::: Material provided
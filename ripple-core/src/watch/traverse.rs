//! Deep Traversal
//!
//! Deep watching needs every signal nested inside a value to be read while
//! the watch effect runs, so that each one gets linked. [`Traverse`] is the
//! walk that does those reads.
//!
//! # How Traversal Works
//!
//! - Containers (sequences, sets, maps, structs, tuples) spend one level of
//!   depth to visit their members.
//! - A signal or computed met inside a container is read tracked; reading it
//!   is the container's member access, so it spends no depth of its own. Its
//!   value is then walked with whatever depth is left.
//! - Plain leaves (numbers, strings, ...) do nothing.
//! - A seen-set of addresses stops shared or cyclic structures from being
//!   walked twice.
//!
//! A depth of `None` is unbounded. `Some(1)` reaches the members of the top
//! value and the signals directly inside them, nothing deeper.

use std::any::type_name;
use std::collections::{BTreeMap, BTreeSet, HashMap, HashSet, LinkedList, VecDeque};
use std::ops::{Deref, DerefMut};
use std::rc::Rc;

use crate::reactive::{Computed, MaybeSignal, Signal};

/// State of one traversal: remaining depth and the seen-set.
#[derive(Debug)]
pub struct Traversal {
    depth: Option<u32>,
    seen: HashSet<(usize, &'static str)>,
}

impl Traversal {
    /// Start a walk. `None` means unbounded.
    pub fn new(depth: Option<u32>) -> Self {
        Self {
            depth,
            seen: HashSet::new(),
        }
    }

    /// Remaining depth.
    pub fn depth(&self) -> Option<u32> {
        self.depth
    }

    /// Visit the members of a container.
    ///
    /// Does nothing when the depth is spent or `value` was already visited;
    /// otherwise runs `visit` with one level less.
    pub fn descend<T: ?Sized>(&mut self, value: &T, visit: impl FnOnce(&mut Self)) {
        if self.depth == Some(0) || !self.first_visit(value as *const T) {
            return;
        }
        let saved = self.depth;
        self.depth = saved.map(|depth| depth - 1);
        visit(self);
        self.depth = saved;
    }

    /// Record `ptr` as visited. Returns `false` if it already was.
    ///
    /// The key includes the pointee type, so a struct and its first field
    /// (which share an address) are told apart.
    pub fn first_visit<T: ?Sized>(&mut self, ptr: *const T) -> bool {
        self.seen.insert((ptr as *const () as usize, type_name::<T>()))
    }
}

/// Values that can be walked by a deep watch.
///
/// Implement it for your own structs with [`traverse_fields!`](crate::traverse_fields),
/// or wrap a member in [`Raw`] to keep the walk out of it.
pub trait Traverse {
    fn traverse(&self, walker: &mut Traversal);
}

/// Walk `value` to the given depth, reading every reachable signal.
pub fn traverse<T: Traverse + ?Sized>(value: &T, depth: Option<u32>) {
    value.traverse(&mut Traversal::new(depth));
}

macro_rules! leaf {
    ($($ty:ty),* $(,)?) => {
        $(
            impl Traverse for $ty {
                #[inline]
                fn traverse(&self, _walker: &mut Traversal) {}
            }
        )*
    };
}

leaf!(
    (), bool, char, u8, u16, u32, u64, u128, usize, i8, i16, i32, i64, i128, isize, f32, f64,
    str, String,
);

impl<T: Traverse + ?Sized> Traverse for &T {
    fn traverse(&self, walker: &mut Traversal) {
        (**self).traverse(walker);
    }
}

impl<T: Traverse + ?Sized> Traverse for Box<T> {
    fn traverse(&self, walker: &mut Traversal) {
        (**self).traverse(walker);
    }
}

// Shared values are deduplicated by the container they point at.
impl<T: Traverse + ?Sized> Traverse for Rc<T> {
    fn traverse(&self, walker: &mut Traversal) {
        (**self).traverse(walker);
    }
}

impl<T: Traverse> Traverse for Option<T> {
    fn traverse(&self, walker: &mut Traversal) {
        if let Some(value) = self {
            value.traverse(walker);
        }
    }
}

macro_rules! sequence {
    ($($ty:ident),*) => {
        $(
            impl<T: Traverse> Traverse for $ty<T> {
                fn traverse(&self, walker: &mut Traversal) {
                    walker.descend(self, |walker| {
                        for item in self {
                            item.traverse(walker);
                        }
                    });
                }
            }
        )*
    };
}

sequence!(Vec, VecDeque, LinkedList, BTreeSet);

impl<T: Traverse> Traverse for [T] {
    fn traverse(&self, walker: &mut Traversal) {
        walker.descend(self, |walker| {
            for item in self {
                item.traverse(walker);
            }
        });
    }
}

impl<T: Traverse, const N: usize> Traverse for [T; N] {
    fn traverse(&self, walker: &mut Traversal) {
        self.as_slice().traverse(walker);
    }
}

impl<T: Traverse, S> Traverse for HashSet<T, S> {
    fn traverse(&self, walker: &mut Traversal) {
        walker.descend(self, |walker| {
            for item in self {
                item.traverse(walker);
            }
        });
    }
}

impl<K, V: Traverse, S> Traverse for HashMap<K, V, S> {
    fn traverse(&self, walker: &mut Traversal) {
        walker.descend(self, |walker| {
            for value in self.values() {
                value.traverse(walker);
            }
        });
    }
}

impl<K, V: Traverse> Traverse for BTreeMap<K, V> {
    fn traverse(&self, walker: &mut Traversal) {
        walker.descend(self, |walker| {
            for value in self.values() {
                value.traverse(walker);
            }
        });
    }
}

macro_rules! tuple {
    ($($name:ident . $index:tt),+) => {
        impl<$($name: Traverse),+> Traverse for ($($name,)+) {
            fn traverse(&self, walker: &mut Traversal) {
                walker.descend(self, |walker| {
                    $( self.$index.traverse(walker); )+
                });
            }
        }
    };
}

tuple!(A.0);
tuple!(A.0, B.1);
tuple!(A.0, B.1, C.2);
tuple!(A.0, B.1, C.2, D.3);
tuple!(A.0, B.1, C.2, D.3, E.4);
tuple!(A.0, B.1, C.2, D.3, E.4, F.5);

impl<T: Traverse + 'static> Traverse for Signal<T> {
    fn traverse(&self, walker: &mut Traversal) {
        if walker.first_visit(self.ptr() as *const Self) {
            self.with(|value| value.traverse(walker));
        }
    }
}

impl<T: Traverse + PartialEq + 'static> Traverse for Computed<T> {
    fn traverse(&self, walker: &mut Traversal) {
        if walker.first_visit(self.ptr() as *const Self) {
            self.with(|value| value.traverse(walker));
        }
    }
}

impl<T: Traverse + Clone + PartialEq + 'static> Traverse for MaybeSignal<T> {
    fn traverse(&self, walker: &mut Traversal) {
        match self {
            MaybeSignal::Static(value) => value.traverse(walker),
            MaybeSignal::Signal(signal) => signal.traverse(walker),
            MaybeSignal::Computed(computed) => computed.traverse(walker),
            MaybeSignal::Getter(getter) => getter().traverse(walker),
        }
    }
}

/// A value deep traversal never enters.
#[derive(Debug, Clone, Copy, Default, PartialEq, Eq, Hash, PartialOrd, Ord)]
pub struct Raw<T>(pub T);

impl<T> Raw<T> {
    pub fn into_inner(self) -> T {
        self.0
    }
}

impl<T> Deref for Raw<T> {
    type Target = T;

    fn deref(&self) -> &T {
        &self.0
    }
}

impl<T> DerefMut for Raw<T> {
    fn deref_mut(&mut self) -> &mut T {
        &mut self.0
    }
}

impl<T> Traverse for Raw<T> {
    fn traverse(&self, _walker: &mut Traversal) {}
}

/// Implement [`Traverse`] for a struct by walking the listed fields.
///
/// ```rust
/// use ripple_core::{traverse_fields, Signal};
///
/// struct Todo {
///     title: Signal<String>,
///     done: Signal<bool>,
/// }
///
/// traverse_fields!(Todo { title, done });
/// ```
#[macro_export]
macro_rules! traverse_fields {
    ($ty:ty { $($field:ident),* $(,)? }) => {
        impl $crate::watch::Traverse for $ty {
            fn traverse(&self, walker: &mut $crate::watch::Traversal) {
                walker.descend(self, |walker| {
                    $( $crate::watch::Traverse::traverse(&self.$field, walker); )*
                });
            }
        }
    };
}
::::::
• _Work to complete_
Restate word for word the lines above, beginning at the first one and ending at the line that carries "visit their members.".

• _Response box_
filename ripple-core/src/watch/traverse.rs
//! Deep Traversal
//!
//! Deep watching needs every signal nested inside a value to be read while
//! the watch effect runs, so that each one gets linked. [`Traverse`] is the
//! walk that does those reads.
//!
//! # How Traversal Works
//!
//! - Containers (sequences, sets, maps, structs, tuples) spend one level of
//!   depth to visit their members.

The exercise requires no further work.